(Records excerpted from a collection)
※ ※ ※
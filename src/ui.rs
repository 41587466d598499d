//! Terminal output helpers.
//!
//! `Table` renders rows with box-drawing borders, shrinking the widest
//! column until the table fits the terminal.
//!
//! ```text
//!   ┌────────────┬──────────────────────┐
//!   │ Folder     │ Path                 │
//!   ├────────────┼──────────────────────┤
//!   │ build      │ build/Release        │
//!   └────────────┴──────────────────────┘
//! ```

use colored::*;

const MIN_COLUMN: usize = 8;

pub struct Table {
    headers: Vec<String>,
    rows: Vec<Vec<String>>,
}

impl Table {
    pub fn new(headers: &[&str]) -> Self {
        Self {
            headers: headers.iter().map(|s| s.to_string()).collect(),
            rows: Vec::new(),
        }
    }

    /// Rows with the wrong number of cells are ignored.
    pub fn add_row(&mut self, row: Vec<String>) {
        if row.len() == self.headers.len() {
            self.rows.push(row);
        }
    }

    pub fn print(&self) {
        let (_, term_width) = console::Term::stdout().size();
        for line in self.render(term_width as usize) {
            println!("{line}");
        }
    }

    pub fn render(&self, max_width: usize) -> Vec<String> {
        if self.headers.is_empty() {
            return Vec::new();
        }

        let widths = self.column_widths(max_width);
        let border = |left: &str, mid: &str, right: &str| {
            let segments: Vec<String> = widths.iter().map(|w| "─".repeat(w + 2)).collect();
            format!("  {left}{}{right}", segments.join(mid))
        };
        let row_line = |cells: &[String], bold: bool| {
            let mut line = String::from("  │");
            for (cell, &width) in cells.iter().zip(&widths) {
                let text = console::truncate_str(&flatten(cell), width, "...").to_string();
                let pad = width.saturating_sub(console::measure_text_width(&text));
                let text = if bold { text.bold().to_string() } else { text };
                line.push_str(&format!(" {text}{} │", " ".repeat(pad)));
            }
            line
        };

        let mut lines = vec![border("┌", "┬", "┐"), row_line(&self.headers, true)];
        lines.push(border("├", "┼", "┤"));
        for row in &self.rows {
            lines.push(row_line(row, false));
        }
        lines.push(border("└", "┴", "┘"));
        lines
    }

    fn column_widths(&self, max_width: usize) -> Vec<usize> {
        let mut widths: Vec<usize> = self
            .headers
            .iter()
            .map(|h| console::measure_text_width(h))
            .collect();
        for row in &self.rows {
            for (w, cell) in widths.iter_mut().zip(row) {
                *w = (*w).max(console::measure_text_width(&flatten(cell)));
            }
        }

        let overhead = 3 + 3 * widths.len();
        let budget = max_width.saturating_sub(overhead);
        while widths.iter().sum::<usize>() > budget {
            let Some(widest) = widths
                .iter_mut()
                .filter(|w| **w > MIN_COLUMN)
                .max_by_key(|w| **w)
            else {
                break;
            };
            *widest -= 1;
        }
        widths
    }
}

fn flatten(s: &str) -> String {
    s.chars()
        .map(|c| if matches!(c, '\n' | '\r' | '\t') { ' ' } else { c })
        .collect()
}

#[cfg(test)]
mod tests {
    use super::*;

    #[test]
    fn test_render_shape() {
        colored::control::set_override(false);
        let mut table = Table::new(&["Folder", "Path"]);
        table.add_row(vec!["build".into(), "build/Release".into()]);
        table.add_row(vec!["ignored".into()]);

        let lines = table.render(120);
        assert_eq!(lines.len(), 5);
        assert!(lines[1].contains("Folder"));
        assert!(lines[3].contains("build/Release"));
        assert!(lines[0].starts_with("  ┌"));
    }

    #[test]
    fn test_narrow_terminal_shrinks_widest_column() {
        let mut table = Table::new(&["Key", "Value"]);
        table.add_row(vec!["package".into(), "x".repeat(80)]);
        let widths = table.column_widths(40);
        assert_eq!(widths[0], 7);
        assert!(widths.iter().sum::<usize>() <= 40 - 9);
    }

    #[test]
    fn test_empty_headers_render_nothing() {
        assert!(Table::new(&[]).render(80).is_empty());
    }
}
※ ※ ※
- _Work order_
Each line in the entries above, starting at the line with "repository 41587466d598499d" and ending at the line with "use colored::*;", is to be printed exactly, and only those lines.

- _Response to the exercise_
repository 41587466d598499d
//! Terminal output helpers.
//!
//! `Table` renders rows with box-drawing borders, shrinking the widest
//! column until the table fits the terminal.
//!
//! ```text
//!   ┌────────────┬──────────────────────┐
//!   │ Folder     │ Path                 │
//!   ├────────────┼──────────────────────┤
//!   │ build      │ build/Release        │
//!   └────────────┴──────────────────────┘
//! ```

use colored::*;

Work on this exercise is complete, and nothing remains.